Previous Posts: April 2020

Sotheby's Mid-Season Sale

April 22 2020

Image of Sotheby's Mid-Season Sale

Picture: English School, Piazza, Covent Garden, c. 1649 via Sotheby's

Posted by Adam Busiakiewicz:

Sotheby's have recently posted their mid-season Old Master Paintings sale. Their online sales have been producing some very encouraging results in the past few years. Lots of fine pictures to peruse, including an intriguing set of full length portraits from the Earl of Clarendon's collection.

Quiz: Find the Original

April 22 2020

Image of Quiz: Find the Original

Picture: The Saleroom

Posted by Adam Busiakiewicz:

Following on from yesterday's challenge, here is another copy of a famous picture that was exhibited at the Royal Academy in the nineteenth century. It's coming up for sale in New Orleans catalogued as 'Attributed to Alfred W Thompson'. Can you find the original? A little tip - it's on display in a London Museum.

No prizes, just for fun.

Update - Congratulations to reader Bob Hawkins, who spotted that the above picture is in fact a copy of Edwin Landseer's Doubtful Crumbs at the Wallace Collection. Here is a fine video discussing the collection's other Landseer The Arab Tent. This painting cost Sir Richard Wallace £6,300 making it one of the most expensive paintings acquired by the museum's founders. In comparison, Frans Hals's Laughing Cavalier was bought for a mere £2,040 in 1865.

 

Panel Project Uploads 78 New Images

April 22 2020

Image of Panel Project Uploads 78 New Images

Picture: JVDPPP

Posted by Adam Busiakiewicz:

The Jordaens Van Dyck Panel Paintings Project (JVDPPP) have uploaded a further 78 panels to their online database. This brings their online collection to a total of 250 panels.

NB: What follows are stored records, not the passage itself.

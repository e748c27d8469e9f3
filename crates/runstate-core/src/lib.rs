//! RunState Core - Fundamental types shared by every RunState crate
//!
//! This crate defines:
//! - The error taxonomy (NotFound, AlreadyExists, IllegalTransition, ...)
//! - Identifiers for types and variables
//! - The persisted store layout (`/RunState/...` and program directories)
//! - Change records and their wire format
//! - Notifications handed to coordinators
//! - Connection endpoint descriptors

pub mod id;
pub mod error;
pub mod layout;
pub mod record;
pub mod notification;
pub mod endpoint;

pub use id::*;
pub use error::*;
pub use layout::*;
pub use record::*;
pub use notification::*;
pub use endpoint::*;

As you'll see, the project also considers copies and works by 'Followers of' and 'Circle Of' - which is very interesting. Getting to know what makes a copy a copy, and how they were made, is an important part of being able to judge pictures. There is also a beautiful selection of works by the copyist and imitator Remigius van Leemput (1607-1675), whom I know the project are taking a special interest in for some exciting future study.

Oliver Millar Journals Indexed Online

April 21 2020

Image of Oliver Millar Journals Indexed Online

Picture: Paul Mellon Centre via. Lucy Anne Dickens

Posted by Adam Busiakiewicz:

The Paul Mellon Centre for the Studies in British Art have been busy cataloguing the archive of the late Sir Oliver Millar (1923-2007), expert on seventeenth century paintings and former Surveyor of the Queen's Pictures.

Part of their collection is the vast amount of journals noting all the key visits Millar made to collections around the world. This archive will be of great interest to art historians, especially scholars of the likes of Van Dyck. They have uploaded the index of his journals and notebooks online, but you'll have to book yourself in to consult the documents in person when the centre reopens.

Artherstory: Giovanna Garzoni and Artemisia Gentileschi

April 21 2020

Image of Artherstory: Giovanna Garzoni and Artemisia Gentileschi

Picture: Artherstory

Posted by Adam Busiakiewicz:

Here is an interesting blog written on two women painters of seventeenth century Italy; Giovanna Garzoni and Artemisia Gentileschi. The piece was written by Dr Mary D Garrad of for the blog site Artherstory, a fine project that specifically showcases the works of female old masters.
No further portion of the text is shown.